Ein Bericht von SOLWODI München
Jungen Mädchen in Nigeria wird eine bessere Zukunft in Europa versprochen. „Madams“ übernehmen die Vermittlerrolle: Sie kümmern sich um Papiere, organisieren die Reise und veranlassen, dass die Frauen einen Voodoo-Eid schwören, der sie hindert, Hilfe zu erbitten und sie verpflichtet, "Reisekosten" bis zu 75.000 € zu zahlen.
Die Frauen machen sich meist auf einem beschwerlichen Landweg nach Europa. Oft ist die Reise mit Entbehrungen und sexueller Gewalt verbunden, doch für eine Umkehr ist es zu spät. Aus dem versprochenen Job in einem europäischen Land wird ein Leben in der Prostitution. Manchmal schaffen die Frauen es, sich schnell zu befreien, aber auch ein Zeitraum von bis zu sechs Jahren ist nicht ungewöhnlich. Gegen Ende landen sie im Asylverfahren. Scham, Angst und Schuldgefühle hindern sie, sich zu öffnen. Wenn es ihnen gelingt, ihre Geschichte zu erzählen, geben wir eine fachliche Stellungnahme und Gefährdungseinschätzung ab. Beim Bundesamt für Migration und Flüchtlinge werden zwar seit September 2016 laufend Termine vergeben, die Anhörungen werden aber meist nicht von einem Sonderbeauftragten für Menschenhandel durchgeführt. Hinzu kommt, dass Anhörer und Entscheider häufig verschiedene Personen sind. Es folgen Ablehnungen: Kein Flüchtlingsstatus, kein subsidiärer Schutz, kein Abschiebehindernis. Obwohl das BAMF eine Rückkehr nach Nigeria für zumutbar hält, ist die Situation vor Ort für die Frauen in vielerlei Hinsicht gefährlich.
Ein Bericht von SOLWODI Bad Kissingen
Wir erhielten den Anruf einer Ehrenamtlichen aus dem Flüchtlingsbereich: Sie mache sich Sorgen um eine nigerianische Frau und ihre 7-jährige Tochter. Beide hatten einen Ablehnungsbescheid erhalten, erfolglos geklagt. Die in Europa geborene Tochter soll in ein für sie gefährliches Land. Vor diesem Hintergrund ist die Frau bereit, darüber zu sprechen, wie sie hierher kam: In einem Schlauchboot wurde sie von Nordafrika nach Sizilien gebracht, in Italien zur Straßenprostitution gezwungen. Aus Scham und Angst berichtete sie zunächst beim BAMF nur von Boko Haram. Sie berichtete auch, dass die Tochter als kleines Mädchen nach Nigeria gebracht werden sollte, um beschnitten zu werden. Deshalb flüchtete sie nach Deutschland.

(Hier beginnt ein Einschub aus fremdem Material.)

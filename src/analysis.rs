// Module for analyzing workout history
use crate::model::{Exercise, SetEntry, Workout};
use once_cell::sync::Lazy;
use regex::Regex;
use serde::{Deserialize, Serialize};
use std::collections::HashMap;

static NUMERIC_PREFIX: Lazy<Regex> = Lazy::new(|| {
    Regex::new(r"^\s*[+-]?(?:\d+(?:\.\d*)?|\.\d+)(?:[eE][+-]?\d+)?")
        .expect("numeric prefix pattern is valid")
});

/// Return the leading numeric part of `text`, trimmed, if there is one.
///
/// `"62.5kg"` yields `"62.5"`, `"bw"` yields `None`.
pub fn numeric_prefix(text: &str) -> Option<&str> {
    NUMERIC_PREFIX.find(text).map(|m| m.as_str().trim_start())
}

/// Read the leading number of a free-form field, or `0.0` when there is none.
pub fn numeric_or_zero(text: &str) -> f64 {
    numeric_prefix(text)
        .and_then(|p| p.parse::<f64>().ok())
        .unwrap_or(0.0)
}

/// Training volume of a single set (`weight * reps`).
pub fn set_volume(set: &SetEntry) -> f64 {
    numeric_or_zero(&set.weight) * numeric_or_zero(&set.reps)
}

/// Training volume of one exercise instance: the sum over its sets.
pub fn exercise_volume(exercise: &Exercise) -> f64 {
    exercise.sets.iter().map(set_volume).sum()
}

/// Volume of one exercise instance, labelled with its workout date.
#[derive(Debug, Clone, PartialEq, Serialize, Deserialize)]
pub struct VolumePoint {
    pub date: String,
    pub volume: f64,
}

/// All volume points recorded for one exercise name, in history order.
#[derive(Debug, Clone, PartialEq, Serialize, Deserialize)]
pub struct ExerciseSeries {
    pub name: String,
    pub points: Vec<VolumePoint>,
}

/// Best and worst session for one exercise.
#[derive(Debug, Clone, PartialEq, Serialize, Deserialize)]
pub struct ExerciseRecord {
    pub name: String,
    pub best: VolumePoint,
    pub worst: VolumePoint,
}

/// Group every exercise instance in `history` by exact name.
///
/// Groups appear in the order their name is first seen and keep history order
/// within a group. Duplicate names inside one workout contribute one point per
/// instance.
pub fn exercise_time_series(history: &[Workout]) -> Vec<ExerciseSeries> {
    let mut series: Vec<ExerciseSeries> = Vec::new();
    let mut index: HashMap<&str, usize> = HashMap::new();
    for workout in history {
        for ex in &workout.exercises {
            let slot = *index.entry(ex.name.as_str()).or_insert_with(|| {
                series.push(ExerciseSeries {
                    name: ex.name.clone(),
                    points: Vec::new(),
                });
                series.len() - 1
            });
            series[slot].points.push(VolumePoint {
                date: workout.date.clone(),
                volume: exercise_volume(ex),
            });
        }
    }
    series
}

/// Pick the best and worst session for every exercise.
///
/// Both picks scan left to right and keep the first point on ties.
pub fn best_worst(history: &[Workout]) -> Vec<ExerciseRecord> {
    exercise_time_series(history)
        .into_iter()
        .filter_map(|s| {
            let mut points = s.points.iter();
            let first = points.next()?;
            let (mut best, mut worst) = (first, first);
            for p in points {
                if p.volume > best.volume {
                    best = p;
                }
                if p.volume < worst.volume {
                    worst = p;
                }
            }
            Some(ExerciseRecord {
                best: best.clone(),
                worst: worst.clone(),
                name: s.name,
            })
        })
        .collect()
}

/// Volume over time for a single exercise, computed lazily from the history.
///
/// The view can be iterated any number of times; each pass rescans the
/// snapshot it borrows. Workouts without the exercise produce no point.
#[derive(Debug, Clone, Copy)]
pub struct VolumeSeries<'a> {
    history: &'a [Workout],
    name: &'a str,
}

impl<'a> VolumeSeries<'a> {
    pub fn name(&self) -> &'a str {
        self.name
    }

    pub fn iter(self) -> impl Iterator<Item = VolumePoint> + 'a {
        let name = self.name;
        self.history.iter().flat_map(move |w| {
            w.exercises
                .iter()
                .filter(move |ex| ex.name == name)
                .map(move |ex| VolumePoint {
                    date: w.date.clone(),
                    volume: exercise_volume(ex),
                })
        })
    }

    pub fn is_empty(self) -> bool {
        self.iter().next().is_none()
    }
}

impl<'a> IntoIterator for VolumeSeries<'a> {
    type Item = VolumePoint;
    type IntoIter = Box<dyn Iterator<Item = VolumePoint> + 'a>;

    fn into_iter(self) -> Self::IntoIter {
        Box::new(self.iter())
    }
}

/// Graph series for the exercise called `name`.
pub fn time_series<'a>(history: &'a [Workout], name: &'a str) -> VolumeSeries<'a> {
    VolumeSeries { history, name }
}

/// Every exercise name in the history, in first-seen order.
pub fn distinct_exercise_names(history: &[Workout]) -> Vec<String> {
    let mut seen = std::collections::HashSet::new();
    history
        .iter()
        .flat_map(|w| w.exercises.iter())
        .filter(|ex| seen.insert(ex.name.as_str()))
        .map(|ex| ex.name.clone())
        .collect()
}

/// Summary statistics about the workout history.
#[derive(Debug, Default, PartialEq, Serialize, Deserialize)]
pub struct HistorySummary {
    pub total_workouts: usize,
    pub total_exercises: usize,
    pub total_volume: f64,
    pub most_common_exercise: Option<String>,
}

/// Compute overall statistics for the history.
///
/// The most common exercise is the name with the most instances; the name
/// seen first wins a tie.
pub fn compute_summary(history: &[Workout]) -> HistorySummary {
    if history.is_empty() {
        return HistorySummary::default();
    }

    log::info!("Computing summary for {} workouts", history.len());

    let series = exercise_time_series(history);
    let total_exercises: usize = series.iter().map(|s| s.points.len()).sum();
    let total_volume: f64 = series
        .iter()
        .flat_map(|s| s.points.iter())
        .map(|p| p.volume)
        .sum();

    let mut most_common: Option<&ExerciseSeries> = None;
    for s in &series {
        if most_common.map_or(true, |m| s.points.len() > m.points.len()) {
            most_common = Some(s);
        }
    }

    HistorySummary {
        total_workouts: history.len(),
        total_exercises,
        total_volume,
        most_common_exercise: most_common.map(|s| s.name.clone()),
    }
}

/// Format a user facing message after an import finished.
///
/// Malformed cells are mentioned explicitly so a partially broken sheet is
/// not reported as a clean import.
pub fn format_import_message(workouts: usize, malformed: usize, filename: &str) -> String {
    if malformed == 0 {
        format!("Imported {} workouts from {}", workouts, filename)
    } else {
        format!(
            "Imported {} workouts from {} ({} malformed cells)",
            workouts, filename, malformed
        )
    }
}

#[cfg(test)]
mod tests {
    use super::*;

    fn workout(date: &str, exercises: Vec<Exercise>) -> Workout {
        Workout {
            date: date.into(),
            exercises,
            ..Default::default()
        }
    }

    fn exercise(name: &str, sets: &[(&str, &str)]) -> Exercise {
        Exercise {
            name: name.into(),
            sets: sets.iter().map(|(w, r)| SetEntry::new(*w, *r)).collect(),
        }
    }

    fn sample_history() -> Vec<Workout> {
        vec![
            workout(
                "2024-01-01",
                vec![
                    exercise("Squat", &[("100", "5"), ("100", "5")]),
                    exercise("Bench", &[("60", "10")]),
                ],
            ),
            workout("2024-01-03", vec![exercise("Bench", &[("65", "8")])]),
            workout("2024-01-05", vec![exercise("Squat", &[("105", "5")])]),
        ]
    }

    #[test]
    fn test_numeric_or_zero() {
        assert_eq!(numeric_or_zero("60"), 60.0);
        assert_eq!(numeric_or_zero("62.5kg"), 62.5);
        assert_eq!(numeric_or_zero("  -3"), -3.0);
        assert_eq!(numeric_or_zero(".5"), 0.5);
        assert_eq!(numeric_or_zero("1e2"), 100.0);
        assert_eq!(numeric_or_zero("bw"), 0.0);
        assert_eq!(numeric_or_zero(""), 0.0);
        assert_eq!(numeric_or_zero("x10"), 0.0);
    }

    #[test]
    fn test_numeric_prefix() {
        assert_eq!(numeric_prefix("60kg"), Some("60"));
        assert_eq!(numeric_prefix(" 8 reps"), Some("8"));
        assert_eq!(numeric_prefix("bw"), None);
    }

    #[test]
    fn bodyweight_set_has_no_volume() {
        assert_eq!(set_volume(&SetEntry::new("bw", "10")), 0.0);
        let ex = exercise("Pull Up", &[("bw", "10"), ("10", "5")]);
        assert_eq!(exercise_volume(&ex), 50.0);
    }

    #[test]
    fn test_exercise_time_series() {
        let series = exercise_time_series(&sample_history());
        let names: Vec<&str> = series.iter().map(|s| s.name.as_str()).collect();
        assert_eq!(names, ["Squat", "Bench"]);
        assert_eq!(
            series[0].points,
            vec![
                VolumePoint {
                    date: "2024-01-01".into(),
                    volume: 1000.0
                },
                VolumePoint {
                    date: "2024-01-05".into(),
                    volume: 525.0
                },
            ]
        );
        assert_eq!(series[1].points.len(), 2);
    }

    #[test]
    fn best_worst_keeps_first_on_ties() {
        let history = vec![
            workout("d1", vec![exercise("Squat", &[("10", "1")])]),
            workout("d2", vec![exercise("Squat", &[("5", "2")])]),
            workout("d3", vec![exercise("Squat", &[("5", "1")])]),
        ];
        let records = best_worst(&history);
        assert_eq!(records.len(), 1);
        assert_eq!(
            records[0].best,
            VolumePoint {
                date: "d1".into(),
                volume: 10.0
            }
        );
        assert_eq!(
            records[0].worst,
            VolumePoint {
                date: "d3".into(),
                volume: 5.0
            }
        );

        let flat = vec![
            workout("a", vec![exercise("Row", &[("1", "1")])]),
            workout("b", vec![exercise("Row", &[("1", "1")])]),
        ];
        let records = best_worst(&flat);
        assert_eq!(records[0].best.date, "a");
        assert_eq!(records[0].worst.date, "a");
    }

    #[test]
    fn time_series_skips_workouts_without_exercise() {
        let history = vec![
            workout("d1", vec![exercise("Squat", &[("100", "5")])]),
            workout("d2", vec![exercise("Bench", &[("60", "10")])]),
        ];
        let series = time_series(&history, "Squat");
        let points: Vec<VolumePoint> = series.iter().collect();
        assert_eq!(points.len(), 1);
        assert_eq!(points[0].date, "d1");

        // A zero-volume session is still a point.
        let history = vec![workout("d1", vec![exercise("Squat", &[("", "")])])];
        let points: Vec<VolumePoint> = time_series(&history, "Squat").into_iter().collect();
        assert_eq!(points.len(), 1);
        assert_eq!(points[0].volume, 0.0);
    }

    #[test]
    fn time_series_is_restartable_and_case_sensitive() {
        let history = sample_history();
        let series = time_series(&history, "Bench");
        assert_eq!(series.iter().count(), 2);
        assert_eq!(series.iter().count(), 2);
        assert!(time_series(&history, "bench").is_empty());
    }

    #[test]
    fn duplicate_names_are_aggregated() {
        let history = vec![workout(
            "d1",
            vec![
                exercise("Curl", &[("10", "10")]),
                exercise("Curl", &[("12", "10")]),
            ],
        )];
        assert_eq!(time_series(&history, "Curl").iter().count(), 2);
        let records = best_worst(&history);
        assert_eq!(records.len(), 1);
        assert_eq!(records[0].best.volume, 120.0);
        assert_eq!(records[0].worst.volume, 100.0);
    }

    #[test]
    fn test_distinct_exercise_names() {
        let names = distinct_exercise_names(&sample_history());
        assert_eq!(names, ["Squat", "Bench"]);
        assert!(distinct_exercise_names(&[]).is_empty());
    }

    #[test]
    fn test_compute_summary() {
        let summary = compute_summary(&sample_history());
        assert_eq!(summary.total_workouts, 3);
        assert_eq!(summary.total_exercises, 4);
        assert!((summary.total_volume - (1000.0 + 600.0 + 520.0 + 525.0)).abs() < 1e-9);
        assert_eq!(summary.most_common_exercise.as_deref(), Some("Squat"));
        assert_eq!(compute_summary(&[]), HistorySummary::default());
    }

    #[test]
    fn test_format_import_message() {
        assert_eq!(
            format_import_message(3, 0, "log.xlsx"),
            "Imported 3 workouts from log.xlsx"
        );
        assert_eq!(
            format_import_message(3, 2, "log.xlsx"),
            "Imported 3 workouts from log.xlsx (2 malformed cells)"
        );
    }
}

Wir wollen versuchen, einen Asylfolgeantrag zu stellen und eine Anhörung bei einer BAMF-Sonderbeauftragten für Opfer von Menschenhandel und einer weiblichen Dolmetscherin zu erhalten. SOLWODI wird eine fachdienstliche Stellungnahme einreichen. Der Fall macht deutlich, wie wichtig es ist, Aufklärung in Flüchtlingsunterkünften zu leisten, damit Opfer von Menschenhandel identifiziert werden. Das einjährige Projekt "Einheitliche Beratungsstandards für weibliche Drittstaatsangehörige in der Erstaufnahme", das von der Agnes-Philippine-Walter-Stiftung und der UNO-Flüchtlingshilfe gefördert wird, ermöglicht unserer Fachberatungsstelle, Flüchtlingsfrauen in Erstaufnahmeeinrichtungen und Gemeinschaftsunterkünften zu betreuen und zu beraten.